Open AccessEfficacy, Safety and Pharmacokinetics of Once‐Daily Saquinavir Soft‐Gelatin Capsule/Ritonavir in Antiretroviral‐Naive, HIV‐Infected Patients
Author(s) -
Julio Montaner SG,
Schutz Malte,
Schwartz Robert,
Jayaweera Dushyantha T,
Burnside Alfred F,
Walmsley Sharon,
Saag Michael S
Publication year - 2006
Publication title -
journal of the international aids society
Language(s) - English
Resource type - Journals
SCImago Journal Rank - 2.724
H-Index - 62
ISSN - 1758-2652
DOI - 10.1186/1758-2652-8-2-36
Subject(s) - saquinavir , efavirenz , medicine , ritonavir , pharmacokinetics , population , pharmacology , adverse effect , gastroenterology , viral load , virology , human immunodeficiency virus (hiv) , antiretroviral therapy , environmental health
Context Once‐daily HIV treatment regimens are being used in clinical practice with the objective of improving patient acceptance and adherence.

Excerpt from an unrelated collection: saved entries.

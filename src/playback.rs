// Copyright (C) 2026 Michael Wilson <mike@mdwn.dev>
//
// This program is free software: you can redistribute it and/or modify it under
// the terms of the GNU General Public License as published by the Free Software
// Foundation, version 3.
//
// This program is distributed in the hope that it will be useful, but WITHOUT
// ANY WARRANTY; without even the implied warranty of MERCHANTABILITY or FITNESS
// FOR A PARTICULAR PURPOSE. See the GNU General Public License for more details.
//
// You should have received a copy of the GNU General Public License along with
// this program. If not, see <https://www.gnu.org/licenses/>.
//

//! Process-wide playback state: the engine, the master volume and the sample bank.
//!
//! The engine is created lazily on the first interaction that needs it and is kept
//! for the rest of the process. It is never re-created.

use std::error::Error;
use std::fmt;

use tracing::{error, info, warn};

use crate::audio::Engine;
use crate::samples::SampleBank;

/// Default master volume.
pub const DEFAULT_VOLUME: f32 = 0.5;

/// Creates the engine on first use.
pub type EngineFactory = Box<dyn FnMut() -> Result<Box<dyn Engine>, Box<dyn Error>>>;

/// Owns the engine and everything shared between voices.
pub struct Playback {
    factory: EngineFactory,
    engine: Option<Box<dyn Engine>>,
    volume: f32,
    samples: SampleBank,
}

impl Playback {
    /// Creates the playback state. Nothing is initialized until first use. A
    /// volume that is not a number falls back to the default.
    pub fn new(factory: EngineFactory, volume: f32) -> Playback {
        let volume = if volume.is_finite() {
            volume.clamp(0.0, 1.0)
        } else {
            warn!(volume, "Ignoring non-finite volume, using default");
            DEFAULT_VOLUME
        };
        Playback {
            factory,
            engine: None,
            volume,
            samples: SampleBank::new(),
        }
    }

    /// Returns true once the engine exists.
    pub fn is_initialized(&self) -> bool {
        self.engine.is_some()
    }

    /// Returns the engine, creating it on first use. If creation fails the error
    /// is logged and None is returned; creation is attempted again next time.
    pub fn engine(&mut self) -> Option<&dyn Engine> {
        if self.engine.is_none() {
            match (self.factory)() {
                Ok(engine) => {
                    engine.set_master_volume(self.volume);
                    info!(engine = %engine, volume = self.volume, "Playback engine initialized.");
                    self.engine = Some(engine);
                }
                Err(e) => {
                    error!(err = %e, "Unable to initialize playback engine");
                    return None;
                }
            }
        }
        self.engine.as_deref()
    }

    /// Returns the engine together with the sample bank, creating the engine on
    /// first use.
    pub fn resources(&mut self) -> Option<(&dyn Engine, &SampleBank)> {
        self.engine()?;
        Some((self.engine.as_deref()?, &self.samples))
    }

    /// Returns the engine only if it has already been created.
    pub fn initialized_engine(&self) -> Option<&dyn Engine> {
        self.engine.as_deref()
    }

    /// Sets the master volume, clamped to 0.0..=1.0. Applied immediately if the
    /// engine exists, otherwise at initialization. Non-finite volumes are ignored.
    pub fn set_volume(&mut self, volume: f32) {
        if !volume.is_finite() {
            warn!(volume, "Ignoring non-finite volume");
            return;
        }
        self.volume = volume.clamp(0.0, 1.0);
        if let Some(engine) = &self.engine {
            engine.set_master_volume(self.volume);
        }
    }

    pub fn volume(&self) -> f32 {
        self.volume
    }

    /// Gets the loaded samples.
    pub fn samples(&self) -> &SampleBank {
        &self.samples
    }

    /// Adds loaded samples to the bank.
    pub fn install_samples(&mut self, samples: SampleBank) {
        self.samples.merge(samples);
    }
}

impl fmt::Debug for Playback {
    fn fmt(&self, f: &mut fmt::Formatter<'_>) -> fmt::Result {
        f.debug_struct("Playback")
            .field("initialized", &self.is_initialized())
            .field("volume", &self.volume)
            .field("samples", &self.samples.len())
            .finish()
    }
}

#[cfg(test)]
mod tests {
    use std::cell::Cell;
    use std::rc::Rc;

    use super::*;
    use crate::audio::mock;

    fn counting_factory(created: Rc<Cell<usize>>) -> EngineFactory {
        Box::new(move || -> Result<Box<dyn Engine>, Box<dyn Error>> {
            created.set(created.get() + 1);
            Ok(Box::new(mock::Engine::new("mock-engine", 44100, 2)))
        })
    }

    #[test]
    fn test_lazy_initialization() {
        let created = Rc::new(Cell::new(0));
        let mut playback = Playback::new(counting_factory(created.clone()), 0.5);

        assert!(!playback.is_initialized());
        assert_eq!(created.get(), 0);

        assert!(playback.engine().is_some());
        assert!(playback.engine().is_some());
        assert_eq!(created.get(), 1);
        assert!(playback.is_initialized());
    }

    #[test]
    fn test_volume_before_initialization() {
        let created = Rc::new(Cell::new(0));
        let mut playback = Playback::new(counting_factory(created), 0.5);

        playback.set_volume(0.2);
        assert!(playback.initialized_engine().is_none());

        let engine = playback.engine().unwrap();
        assert!((engine.master_volume() - 0.2).abs() < 1e-6);

        playback.set_volume(1.5);
        assert_eq!(playback.volume(), 1.0);
        assert_eq!(playback.initialized_engine().unwrap().master_volume(), 1.0);
    }

    #[test]
    fn test_non_finite_volume_is_ignored() {
        let created = Rc::new(Cell::new(0));
        let mut playback = Playback::new(counting_factory(created.clone()), f32::NAN);
        assert_eq!(playback.volume(), DEFAULT_VOLUME);

        let mut playback = Playback::new(counting_factory(created), 0.3);
        playback.set_volume(f32::NAN);
        playback.set_volume(f32::INFINITY);
        assert!((playback.volume() - 0.3).abs() < 1e-6);
        assert!((playback.engine().unwrap().master_volume() - 0.3).abs() < 1e-6);
    }

    #[test]
    fn test_failed_initialization_is_retried() {
        let attempts = Rc::new(Cell::new(0));
        let factory: EngineFactory = {
            let attempts = attempts.clone();
            Box::new(move || -> Result<Box<dyn Engine>, Box<dyn Error>> {
                attempts.set(attempts.get() + 1);
                if attempts.get() == 1 {
                    Err("device busy".into())
                } else {
                    Ok(Box::new(mock::Engine::new("mock-engine", 44100, 2)))
                }
            })
        };
        let mut playback = Playback::new(factory, 0.5);

        assert!(playback.engine().is_none());
        assert!(playback.engine().is_some());
        assert!(playback.engine().is_some());
        assert_eq!(attempts.get(), 2);
    }
}
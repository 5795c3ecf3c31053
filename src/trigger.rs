// Copyright (C) 2026 Michael Wilson <mike@mdwn.dev>
//
// This program is free software: you can redistribute it and/or modify it under
// the terms of the GNU General Public License as published by the Free Software
// Foundation, version 3.
//
// This program is distributed in the hope that it will be useful, but WITHOUT
// ANY WARRANTY; without even the implied warranty of MERCHANTABILITY or FITNESS
// FOR A PARTICULAR PURPOSE. See the GNU General Public License for more details.
//
// You should have received a copy of the GNU General Public License along with
// this program. If not, see <https://www.gnu.org/licenses/>.
//

//! The press/release state machine that ties input to voices.
//!
//! Each key moves Idle -> Sounding on press and Sounding -> Releasing -> Idle on
//! release. Switching rows forces every key back to Idle immediately. None of the
//! transitions fail: unresolvable and duplicate input is ignored and logged.

use std::collections::HashSet;

use tracing::{debug, info, warn};

use crate::audio::Waveform;
use crate::notes::{KeyId, NoteDefinition, NoteTable, NoteTableError};
use crate::playback::Playback;
use crate::samples::SampleBank;
use crate::source::{self, ReleaseFade, SamplePlayer, SoundMode, Synthesizer, VoiceSource};
use crate::surface::Surface;
use crate::voice::VoiceRegistry;

pub use crate::voice::KeyState;

/// A press or release from an input source. Pointer and touch events address a
/// rendered key by its position in the active row; keyboard events carry the
/// typed character.
#[derive(Debug, Clone, Copy, PartialEq, Eq)]
pub enum InputEvent {
    PointerDown(usize),
    PointerUp(usize),
    /// The pointer left the key. Only releases if the pointer pressed it.
    PointerLeave(usize),
    TouchStart(usize),
    TouchEnd(usize),
    KeyDown(char),
    KeyUp(char),
}

/// Drives voices from input events.
pub struct TriggerController {
    table: NoteTable,
    registry: VoiceRegistry,
    playback: Playback,
    surface: Box<dyn Surface>,
    waveform: Waveform,
    sound_mode: SoundMode,
    release_fade: ReleaseFade,
    /// Keys pressed through a pointer or touch that are still down.
    pointer_held: HashSet<KeyId>,
}

impl TriggerController {
    /// Creates a new controller and renders the active row on the surface.
    pub fn new(table: NoteTable, playback: Playback, mut surface: Box<dyn Surface>) -> TriggerController {
        surface.rebuild(table.active_set());
        TriggerController {
            table,
            registry: VoiceRegistry::new(),
            playback,
            surface,
            waveform: Waveform::default(),
            sound_mode: SoundMode::default(),
            release_fade: ReleaseFade::default(),
            pointer_held: HashSet::new(),
        }
    }

    /// Routes an input event. Returns true if a key changed state.
    pub fn dispatch(&mut self, event: InputEvent) -> bool {
        match event {
            InputEvent::PointerDown(index) | InputEvent::TouchStart(index) => {
                match self.key_at(index) {
                    Some(key) => {
                        let pressed = self.press(key);
                        if pressed {
                            self.pointer_held.insert(key);
                        }
                        pressed
                    }
                    None => false,
                }
            }
            InputEvent::PointerUp(index) | InputEvent::TouchEnd(index) => match self.key_at(index) {
                Some(key) => {
                    self.pointer_held.remove(&key);
                    self.release(key)
                }
                None => false,
            },
            InputEvent::PointerLeave(index) => match self.key_at(index) {
                Some(key) if self.pointer_held.remove(&key) => self.release(key),
                _ => false,
            },
            InputEvent::KeyDown(input) => match self.resolve(input) {
                Some(key) => self.press(key),
                None => false,
            },
            InputEvent::KeyUp(input) => match self.resolve(input) {
                Some(key) => self.release(key),
                None => false,
            },
        }
    }

    fn key_at(&self, index: usize) -> Option<KeyId> {
        let key = self.table.resolve_index(index).map(|note| note.key());
        if key.is_none() {
            debug!(index, "No key at position");
        }
        key
    }

    fn resolve(&self, input: char) -> Option<KeyId> {
        let key = self.table.resolve(input).map(|note| note.key());
        if key.is_none() {
            debug!(input = %input, "Input does not map to a note");
        }
        key
    }

    /// Starts a voice for the key if it resolves in the active row and has no
    /// sounding voice. Returns true if a voice was started.
    pub fn press(&mut self, key: KeyId) -> bool {
        let Some(note) = self.table.resolve_key(key) else {
            debug!(key = %key, "Key is not in the active row");
            return false;
        };
        if self.registry.has_voice(key) {
            debug!(key = %key, "Key already sounding");
            return false;
        }

        let Some((engine, samples)) = self.playback.resources() else {
            warn!(key = %key, "No playback engine, dropping press");
            return false;
        };
        self.registry.reap(engine.current_time());

        let synthesizer = Synthesizer::new(self.waveform);
        let voice = match self.sound_mode {
            SoundMode::Synth => synthesizer.start(engine, note),
            SoundMode::Sample => SamplePlayer::new(samples, synthesizer).start(engine, note),
        };
        debug!(
            key = %key,
            note = note.name(),
            frequency = note.frequency(),
            kind = %voice.kind(),
            "Voice started"
        );

        if let Err(mut voice) = self.registry.start(voice) {
            source::stop_now(engine, &mut voice);
            return false;
        }
        self.surface.set_active(key, true);
        true
    }

    /// Releases the key's voice, starting its fade. A key without a sounding
    /// voice is ignored. Returns true if a voice was released.
    pub fn release(&mut self, key: KeyId) -> bool {
        self.pointer_held.remove(&key);
        let Some(mut voice) = self.registry.release(key) else {
            debug!(key = %key, "No voice to release");
            return false;
        };
        self.surface.set_active(key, false);

        match self.playback.initialized_engine() {
            Some(engine) => {
                self.registry.reap(engine.current_time());
                self.release_fade.apply(engine, &mut voice);
                debug!(
                    key = %key,
                    note = voice.note(),
                    stop_at_ms = voice.stop_at().map(|t| t.as_millis()),
                    "Voice releasing"
                );
                self.registry.retire(voice);
            }
            None => voice.mark_stopped(),
        }
        true
    }

    /// Stops every voice immediately and switches the active row. An out of
    /// range row is rejected and nothing changes.
    pub fn select_row(&mut self, row: usize) -> Result<(), NoteTableError> {
        if self.table.row(row).is_none() {
            return Err(NoteTableError::RowOutOfRange {
                row,
                rows: self.table.row_count(),
            });
        }

        let voices = self.registry.release_all();
        let stopped = voices.len();
        for mut voice in voices {
            if let Some(engine) = self.playback.initialized_engine() {
                source::stop_now(engine, &mut voice);
            }
            self.surface.set_active(voice.key(), false);
        }
        self.pointer_held.clear();

        self.table.select(row)?;
        self.surface.rebuild(self.table.active_set());
        info!(row, stopped, "Active row switched.");
        Ok(())
    }

    /// Redraws the surface, keeping held keys marked.
    pub fn redraw(&mut self) {
        self.surface.rebuild(self.table.active_set());
        for key in self.registry.keys() {
            self.surface.set_active(key, true);
        }
    }

    /// Sets the waveform used by voices started from now on.
    pub fn set_waveform(&mut self, waveform: Waveform) {
        info!(waveform = %waveform, "Waveform set.");
        self.waveform = waveform;
    }

    /// Sets the master volume. Applies to every voice, sounding or not.
    pub fn set_volume(&mut self, volume: f32) {
        self.playback.set_volume(volume);
        info!(volume = self.playback.volume(), "Volume set.");
    }

    /// Sets the voice source used by voices started from now on.
    pub fn set_sound_mode(&mut self, sound_mode: SoundMode) {
        if sound_mode == SoundMode::Sample && self.playback.samples().is_empty() {
            warn!("No samples loaded yet, notes without a sample use synthesis");
        }
        info!(sound_mode = %sound_mode, "Sound mode set.");
        self.sound_mode = sound_mode;
    }

    pub fn set_release_fade(&mut self, release_fade: ReleaseFade) {
        self.release_fade = release_fade;
    }

    /// Adds loaded samples. Voices started afterwards in sample mode use them.
    pub fn install_samples(&mut self, samples: SampleBank) {
        info!(pitches = ?samples.pitches(), "Samples installed.");
        self.playback.install_samples(samples);
    }

    /// Returns the state of the key right now.
    pub fn key_state(&self, key: KeyId) -> KeyState {
        let now = self
            .playback
            .initialized_engine()
            .map(|engine| engine.current_time())
            .unwrap_or_default();
        self.registry.state(key, now)
    }

    /// Returns the playable notes in order.
    pub fn active_set(&self) -> &[NoteDefinition] {
        self.table.active_set()
    }

    pub fn table(&self) -> &NoteTable {
        &self.table
    }

    pub fn registry(&self) -> &VoiceRegistry {
        &self.registry
    }

    pub fn playback(&self) -> &Playback {
        &self.playback
    }

    pub fn waveform(&self) -> Waveform {
        self.waveform
    }

    pub fn sound_mode(&self) -> SoundMode {
        self.sound_mode
    }

    pub fn release_fade(&self) -> ReleaseFade {
        self.release_fade
    }
}
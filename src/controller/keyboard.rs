// Copyright (C) 2026 Michael Wilson <mike@mdwn.dev>
//
// This program is free software: you can redistribute it and/or modify it under
// the terms of the GNU General Public License as published by the Free Software
// Foundation, version 3.
//
// This program is distributed in the hope that it will be useful, but WITHOUT
// ANY WARRANTY; without even the implied warranty of MERCHANTABILITY or FITNESS
// FOR A PARTICULAR PURPOSE. See the GNU General Public License for more details.
//
// You should have received a copy of the GNU General Public License along with
// this program. If not, see <https://www.gnu.org/licenses/>.
//

use std::error::Error;
use std::io;
use std::str::FromStr;

use tokio::{sync::mpsc::Sender, task::JoinHandle};
use tracing::{info, span, warn, Level};

use super::Event;
use crate::audio::Waveform;
use crate::source::SoundMode;
use crate::trigger::InputEvent;

const ROW: &str = "row";
const VOLUME: &str = "volume";
const WAVEFORM: &str = "waveform";
const MODE: &str = "mode";
const NOTES: &str = "notes";
const QUIT: &str = "quit";

/// A driver that plays the piano from lines typed on stdin.
///
/// A line is either a command or a list of key tokens. `+a` presses a key, `-a`
/// releases it, and a bare token taps each of its characters in turn.
pub struct Driver {}

impl Driver {
    pub fn new() -> Driver {
        Driver {}
    }

    /// Reads and handles one line. Returns false once input is exhausted or the
    /// user quits.
    fn monitor_io<R, W>(
        events_tx: &Sender<Event>,
        mut reader: R,
        mut writer: W,
    ) -> Result<bool, io::Error>
    where
        R: io::BufRead,
        W: io::Write,
    {
        write!(
            writer,
            "Keys (+key, -key, keys) or command ({} N, {} X, {} W, {} M, {}, {}): ",
            ROW, VOLUME, WAVEFORM, MODE, NOTES, QUIT,
        )?;
        writer.flush()?;
        let mut input: String = String::default();
        if reader.read_line(&mut input)? == 0 {
            return Ok(false);
        }

        let events = match parse(input.trim()) {
            Ok(events) => events,
            Err(e) => {
                warn!(input = input.trim(), err = %e, "Unrecognized input");
                return Ok(true);
            }
        };

        let mut running = true;
        for event in events {
            if matches!(event, Event::Quit) {
                running = false;
            }
            events_tx
                .blocking_send(event)
                .map_err(|e| io::Error::new(io::ErrorKind::Other, e))?;
        }
        Ok(running)
    }
}

impl Default for Driver {
    fn default() -> Self {
        Driver::new()
    }
}

/// Parses a line into events.
fn parse(line: &str) -> Result<Vec<Event>, Box<dyn Error>> {
    let mut parts = line.split_whitespace();
    let Some(first) = parts.next() else {
        return Ok(Vec::new());
    };
    let argument = parts.next();
    if parts.next().is_some() && is_command(first) {
        return Err(format!("too many arguments for {}", first).into());
    }

    let event = match (first.to_lowercase().as_str(), argument) {
        (QUIT, None) => Event::Quit,
        (NOTES, None) => Event::ShowNotes,
        (ROW, Some(row)) => Event::SelectRow(row.parse()?),
        (VOLUME, Some(volume)) => Event::SetVolume(volume.parse()?),
        (WAVEFORM, Some(waveform)) => Event::SetWaveform(Waveform::from_str(waveform)?),
        (MODE, Some(mode)) => Event::SetSoundMode(SoundMode::from_str(mode)?),
        _ if is_command(first) => return Err(format!("invalid arguments for {}", first).into()),
        _ => return Ok(parse_keys(line)),
    };
    Ok(vec![event])
}

fn is_command(word: &str) -> bool {
    matches!(
        word.to_lowercase().as_str(),
        ROW | VOLUME | WAVEFORM | MODE | NOTES | QUIT
    )
}

fn parse_keys(line: &str) -> Vec<Event> {
    let mut events = Vec::new();
    for token in line.split_whitespace() {
        if let Some(keys) = token.strip_prefix('+') {
            events.extend(keys.chars().map(|c| Event::Input(InputEvent::KeyDown(c))));
        } else if let Some(keys) = token.strip_prefix('-') {
            events.extend(keys.chars().map(|c| Event::Input(InputEvent::KeyUp(c))));
        } else {
            events.extend(token.chars().map(Event::Tap));
        }
    }
    events
}

impl super::Driver for Driver {
    fn monitor_events(&self, events_tx: Sender<Event>) -> JoinHandle<Result<(), io::Error>> {
        tokio::task::spawn_blocking(move || {
            let span = span!(Level::INFO, "keyboard driver");
            let _enter = span.enter();

            info!("Keyboard driver started.");

            while Self::monitor_io(&events_tx, io::stdin().lock(), io::stdout())? {}

            info!("Keyboard driver stopped.");
            Ok(())
        })
    }
}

Objective To evaluate the efficacy and safety of saquinavir‐soft‐gelatin capsule (SGC)/ritonavir combination (1600 mg/100 mg) vs efavirenz (600 mg) both once daily and combined with 2 nucleoside analogs twice daily. Setting Twenty‐six centers in the United States, Canada, and Puerto Rico. Patients A total of 171 antiretroviral naive HIV‐infected individuals were enrolled in a 48‐week, phase 3, open‐label, randomized study. Main Outcome Measure Proportion of patients with HIV‐RNA levels < 50 copies/mL. The pharmacokinetic profile of saquinavir‐SGC was analyzed in a subset of randomly selected patients. Results In the primary intent‐to‐treat population at week 48, 51% (38/75) and 71% (55/77) of patients in the saquinavir‐SGC/ritonavir and efavirenz groups, respectively, achieved HIV‐RNA suppression < 50 copies/mL ( P = .5392, 95% 1‐sided confidence interval [CI] = ‐33.5%). In the on‐treatment (OT) population, 73% (38/52) and 93% (54/58) of patients in the saquinavir‐SGC/ritonavir and efavirenz groups, respectively, had effective viral suppression < 50 copies/mL ( P = .5015, 95% 1‐sided CI = ‐33.4%). Mean CD4+ cell counts increased by 239 and 204 cells/microliters (mcL), in the saquinavir‐SGC/ritonavir and efavirenz groups, respectively, in the OT analysis ( P = .058). Both regimens were reasonably well tolerated, although more gastrointestinal adverse events were reported with saquinavir‐SGC/ritonavir. Pharmacokinetic profiles in 6 patients showed an observed median C min at 24 hours of 429 ng/mL (range, 681750 ng/mL). Conclusion Once‐daily efavirenz was statistically superior to once‐daily saquinavir‐SGC/ritonavir. Gastrointestinal adverse effects were commonly associated with treatment failure in the saquinavir‐SGC/ritonavir arm of the study.